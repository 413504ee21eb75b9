//! taskgrid - Distributed task scheduler
//!
//! Schedulers elect a single leader that moves tasks from a shared queue to
//! per-worker queues. Workers execute each task id at most once per claim and
//! report their health through a lease-bound discovery entry.
//!
//! # Architecture
//!
//! The library is organized into several modules:
//!
//! - [`config`] - Configuration management and settings
//! - [`models`] - Task and status documents
//! - [`coordination`] - Leases, discovery keys and prefix watches
//! - [`queue`] - Task queues, marker queue, claim keys, delayed set
//! - [`scheduler`] - Election, worker pool, dispatch, recovery
//! - [`worker`] - Registration, execution loop, health
//! - [`storage`] - Task status and execution log (PostgreSQL)
//! - [`prediction`] - Placement hints from the prediction service
//! - [`metrics`] - Prometheus counters
//!
//! # Example
//!
//! ```no_run
//! use std::sync::Arc;
//! use taskgrid::prelude::*;
//!
//! #[tokio::main]
//! async fn main() -> anyhow::Result<()> {
//!     let queue = RedisQueue::connect("redis://127.0.0.1:6379", 8).await?;
//!     let task = Task::new("echo", "hello");
//!     taskgrid::scheduler::submit(&queue, &QueueNames::default(), &task, None).await?;
//!     Ok(())
//! }
//! ```

pub mod config;
pub mod coordination;
pub mod error;
pub mod metrics;
pub mod models;
pub mod prediction;
pub mod queue;
pub mod scheduler;
pub mod shutdown;
pub mod storage;
pub mod worker;

/// Re-export commonly used types
pub mod prelude {
    pub use crate::config::Config;
    pub use crate::coordination::{
        CoordinationClient, MemoryCoordination, RedisCoordination, RedisCoordinationConfig,
        Session,
    };
    pub use crate::error::{Error, ErrorCategory, Result, TaskgridErrorTrait};
    pub use crate::models::{HealthState, Task, TaskStatus, WorkerStatus};
    pub use crate::queue::{MemoryQueue, QueueClient, QueueNames, RedisQueue};
    pub use crate::scheduler::{SchedulerDeps, SchedulerNode, SchedulerSettings};
    pub use crate::storage::{StatusRecorder, TaskStore};
    pub use crate::worker::{HandlerRegistry, WorkerRegistry, WorkerRunner, WorkerSettings};
}

// Direct re-exports for convenience
pub use models::{Task, TaskStatus};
============
What you need to do -> Looking at the records above, how many lines contain "error"? Only the number is needed.

Solved exercise -> 2